In Europe, an unexplained reduction in flows from Russia combined with rising competition from Asia for LNG shipments has made it harder to refill already-depleted storage sites ahead of the coming winter. These developments have led to rising demand for coal, thereby forcing industrial users and utilities to buy more pollution permits, the price of which are already trading at record prices. All in all, these developments have led to surging electricity prices which eventually will be forced upon consumers, thereby adding to the already rising cost of everything.
Gold spent most of the week trying to recover from the price collapse that followed the stronger-than-expected US jobs report on August 6. The sell-off culminated during the early hours of the Asian session last Monday when the yellow metal, within a short period, tanked more than 70 dollars. Coming into August, sentiment was already hurt by gold’s inability to rally in response to the July slump in Treasury yields. A drop in yields that concluded just days before the slump when US 10-year inflation-adjusted yields hit a record low at -1.22%.
Having struggled to rally amid favorable yields, gold immediately turned lower at the first sign of higher yields and once key technical levels in the $1750 to $1765 area were taken out, the flood of sell stops during a very illiquid time of day took it briefly down to the March double bottom below $1680, where fresh bids from physical gold buyers in Asia emerged once again.
The short-term outlook remains challenged by the risk of yields and the dollar both moving higher ahead of the late August meeting of central bankers at Jackson Hole.
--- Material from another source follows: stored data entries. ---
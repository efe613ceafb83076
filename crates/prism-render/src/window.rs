// SPDX-License-Identifier: CEPL-1.0
use crate::RenderSize;
use raw_window_handle::{HasDisplayHandle, HasWindowHandle};

/// The part of the windowing layer the frame loop consumes.
///
/// Surface creation goes through the raw handles; the loop only pumps
/// events and asks whether to stop.
pub trait PresentationWindow: HasWindowHandle + HasDisplayHandle {
    fn poll_events(&mut self);
    fn should_close(&self) -> bool;
    fn size(&self) -> RenderSize;
}
// SPDX-License-Identifier: CEPL-1.0
use prism_render::{
    Driver, FrameError, InitError, PresentationWindow, RenderConfig, Renderer, RunStats,
};
use tracing::info;

/// One window plus the renderer presenting into it, for the life of the
/// process.
///
/// The renderer is declared first so it drops before the window: the
/// surface must go before the native window it was created from.
pub struct App<D: Driver, W: PresentationWindow> {
    renderer: Renderer<D>,
    window: W,
    frame_limit: Option<u64>,
}

impl<D: Driver, W: PresentationWindow> App<D, W> {
    pub fn init(
        driver: D,
        window: W,
        config: &RenderConfig,
        frame_limit: Option<u64>,
    ) -> Result<Self, InitError> {
        let size = window.size();
        info!("starting {} at {}x{}", config.app_name, size.width, size.height);
        let renderer = Renderer::new(driver, &window, config)?;
        Ok(App {
            renderer,
            window,
            frame_limit,
        })
    }

    pub fn renderer(&self) -> &Renderer<D> {
        &self.renderer
    }

    pub fn window(&self) -> &W {
        &self.window
    }

    /// Runs until the window closes, the frame limit is hit, or a frame
    /// fails fatally.
    pub fn run(&mut self) -> Result<RunStats, FrameError> {
        self.renderer.run(&mut self.window, self.frame_limit)
    }

    pub fn shutdown(self) {
        let App {
            renderer, window, ..
        } = self;
        renderer.shutdown();
        drop(window);
    }
}

#[cfg(test)]
mod tests {
    use super::*;
    use prism_render::dummy::{DummyDriver, DummyWindow, Op};
    use prism_render::vk;

    #[test]
    fn runs_to_the_frame_limit_and_cleans_up() {
        let driver = DummyDriver::default();
        let journal = driver.journal();
        let mut app = App::init(
            driver,
            DummyWindow::default(),
            &RenderConfig::default(),
            Some(5),
        )
        .unwrap();
        assert_eq!(app.renderer().swapchain().image_count, 2);

        let stats = app.run().unwrap();
        assert_eq!(stats.frames, 5);
        assert_eq!(stats.presented, 5);
        assert_eq!(app.window().polls, 5);

        app.shutdown();
        assert_eq!(journal.borrow().live_total(), 0);
        assert!(journal.borrow().violations.is_empty());
    }

    #[test]
    fn window_close_wins_over_a_larger_limit() {
        let mut app = App::init(
            DummyDriver::default(),
            DummyWindow::closing_after(2),
            &RenderConfig::default(),
            Some(100),
        )
        .unwrap();
        assert_eq!(app.run().unwrap().frames, 2);
    }

    #[test]
    fn startup_failure_is_reported() {
        let driver =
            DummyDriver::default().fail_always(Op::CreateSwapchain, vk::Result::ERROR_SURFACE_LOST_KHR);
        let journal = driver.journal();
        let err = App::init(driver, DummyWindow::default(), &RenderConfig::default(), None)
            .err()
            .unwrap();
        assert_eq!(err.stage(), prism_render::Stage::Swapchain);
        assert_eq!(journal.borrow().live_total(), 0);
    }
}
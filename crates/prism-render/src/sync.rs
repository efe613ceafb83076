// SPDX-License-Identifier: CEPL-1.0
use crate::driver::Driver;
use crate::error::SyncError;
use crate::teardown::{Resource, TeardownStack};
use ash::vk;

/// Sync objects for one frame slot.
#[derive(Clone, Copy, Debug, PartialEq, Eq)]
pub struct FrameSync {
    /// Signaled when the slot's submitted work completes.
    pub in_flight: vk::Fence,
    /// Acquire -> submit.
    pub image_available: vk::Semaphore,
    /// Submit -> present.
    pub render_finished: vk::Semaphore,
}

#[derive(Clone, Debug)]
pub struct FrameSynchronizer {
    pub slots: Vec<FrameSync>,
    pub fence_starts_signaled: bool,
}

pub fn create_synchronizer<D: Driver + ?Sized>(
    driver: &mut D,
    slots: usize,
    fence_starts_signaled: bool,
    teardown: &mut TeardownStack,
) -> Result<FrameSynchronizer, SyncError> {
    let mut out = Vec::with_capacity(slots);
    for _ in 0..slots {
        let in_flight = driver
            .create_fence(fence_starts_signaled)
            .map_err(SyncError::FenceCreationFailed)?;
        teardown.push(Resource::Fence(in_flight));

        let image_available = driver
            .create_semaphore()
            .map_err(SyncError::SemaphoreCreationFailed)?;
        teardown.push(Resource::Semaphore(image_available));

        let render_finished = driver
            .create_semaphore()
            .map_err(SyncError::SemaphoreCreationFailed)?;
        teardown.push(Resource::Semaphore(render_finished));

        out.push(FrameSync {
            in_flight,
            image_available,
            render_finished,
        });
    }
    Ok(FrameSynchronizer {
        slots: out,
        fence_starts_signaled,
    })
}
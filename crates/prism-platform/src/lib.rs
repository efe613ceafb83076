// SPDX-License-Identifier: CEPL-1.0
//! Native window for the presentation core, backed by winit.
//!
//! The event loop is pumped rather than run, so the render loop stays in
//! charge: each [`PresentationWindow::poll_events`] drains whatever is
//! pending and returns immediately.

pub use winit;

use anyhow::{anyhow, Result};
use prism_render::{PresentationWindow, RenderSize};
use raw_window_handle::{
    DisplayHandle, HandleError, HasDisplayHandle, HasWindowHandle, WindowHandle,
};
use std::time::Duration;
use tracing::{debug, info, warn};
use winit::application::ApplicationHandler;
use winit::dpi::LogicalSize;
use winit::error::OsError;
use winit::event::WindowEvent;
use winit::event_loop::{ActiveEventLoop, EventLoop};
use winit::platform::pump_events::{EventLoopExtPumpEvents, PumpStatus};
use winit::window::{Window, WindowAttributes, WindowId};

/// Pump rounds allowed before giving up on the window appearing.
const CREATE_ATTEMPTS: u32 = 200;

struct WindowState {
    attributes: WindowAttributes,
    window: Option<Window>,
    size: RenderSize,
    close_requested: bool,
    create_error: Option<OsError>,
}

impl ApplicationHandler for WindowState {
    fn resumed(&mut self, event_loop: &ActiveEventLoop) {
        if self.window.is_some() {
            return;
        }
        match event_loop.create_window(self.attributes.clone()) {
            Ok(window) => {
                let s = window.inner_size();
                self.size = RenderSize {
                    width: s.width.max(1),
                    height: s.height.max(1),
                };
                info!("window created ({}x{})", self.size.width, self.size.height);
                self.window = Some(window);
            }
            Err(e) => {
                warn!("window creation failed: {e}");
                self.create_error = Some(e);
                event_loop.exit();
            }
        }
    }

    fn window_event(&mut self, event_loop: &ActiveEventLoop, id: WindowId, event: WindowEvent) {
        if self.window.as_ref().is_some_and(|w| w.id() != id) {
            return;
        }
        match event {
            WindowEvent::CloseRequested | WindowEvent::Destroyed => {
                info!("close requested");
                self.close_requested = true;
                event_loop.exit();
            }
            WindowEvent::Resized(s) => {
                debug!("resized to {}x{}", s.width, s.height);
                self.size = RenderSize {
                    width: s.width,
                    height: s.height,
                };
            }
            _ => {}
        }
    }
}

pub struct PlatformWindow {
    event_loop: EventLoop<()>,
    state: WindowState,
}

impl PlatformWindow {
    /// Opens a window and pumps the loop until it exists.
    pub fn new(width: u32, height: u32, title: &str) -> Result<Self> {
        let event_loop = EventLoop::new()?;
        let attributes = Window::default_attributes()
            .with_title(title)
            .with_inner_size(LogicalSize::new(width, height));

        let mut this = PlatformWindow {
            event_loop,
            state: WindowState {
                attributes,
                window: None,
                size: RenderSize { width, height },
                close_requested: false,
                create_error: None,
            },
        };

        for _ in 0..CREATE_ATTEMPTS {
            let status = this
                .event_loop
                .pump_app_events(Some(Duration::from_millis(5)), &mut this.state);
            if let Some(e) = this.state.create_error.take() {
                return Err(anyhow!("create_window: {e}"));
            }
            if this.state.window.is_some() {
                return Ok(this);
            }
            if let PumpStatus::Exit(code) = status {
                return Err(anyhow!("event loop exited ({code}) before the window opened"));
            }
        }
        Err(anyhow!("window did not appear after {CREATE_ATTEMPTS} pump rounds"))
    }

    pub fn window(&self) -> Option<&Window> {
        self.state.window.as_ref()
    }
}

impl HasWindowHandle for PlatformWindow {
    fn window_handle(&self) -> Result<WindowHandle<'_>, HandleError> {
        self.state
            .window
            .as_ref()
            .ok_or(HandleError::Unavailable)?
            .window_handle()
    }
}

impl HasDisplayHandle for PlatformWindow {
    fn display_handle(&self) -> Result<DisplayHandle<'_>, HandleError> {
        self.event_loop.display_handle()
    }
}

impl PresentationWindow for PlatformWindow {
    fn poll_events(&mut self) {
        let status = self
            .event_loop
            .pump_app_events(Some(Duration::ZERO), &mut self.state);
        if let PumpStatus::Exit(_) = status {
            self.state.close_requested = true;
        }
    }

    fn should_close(&self) -> bool {
        self.state.close_requested
    }

    fn size(&self) -> RenderSize {
        self.state.size
    }
}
The annual symposium which in the past has been used to send signals of changing policies or priorities to the market.
A weekly close above $1765 in gold would create a bullish candle on the chart and it may help send a supportive signal to a market still dizzy following the latest rollercoaster ride. However, in order to look for a recovery, silver needs to join in as well and, so far, it is struggling with the XAUXAG ratio trading above 75 ounces of gold to one ounce of silver, its highest level and silver’s weakest against gold since December.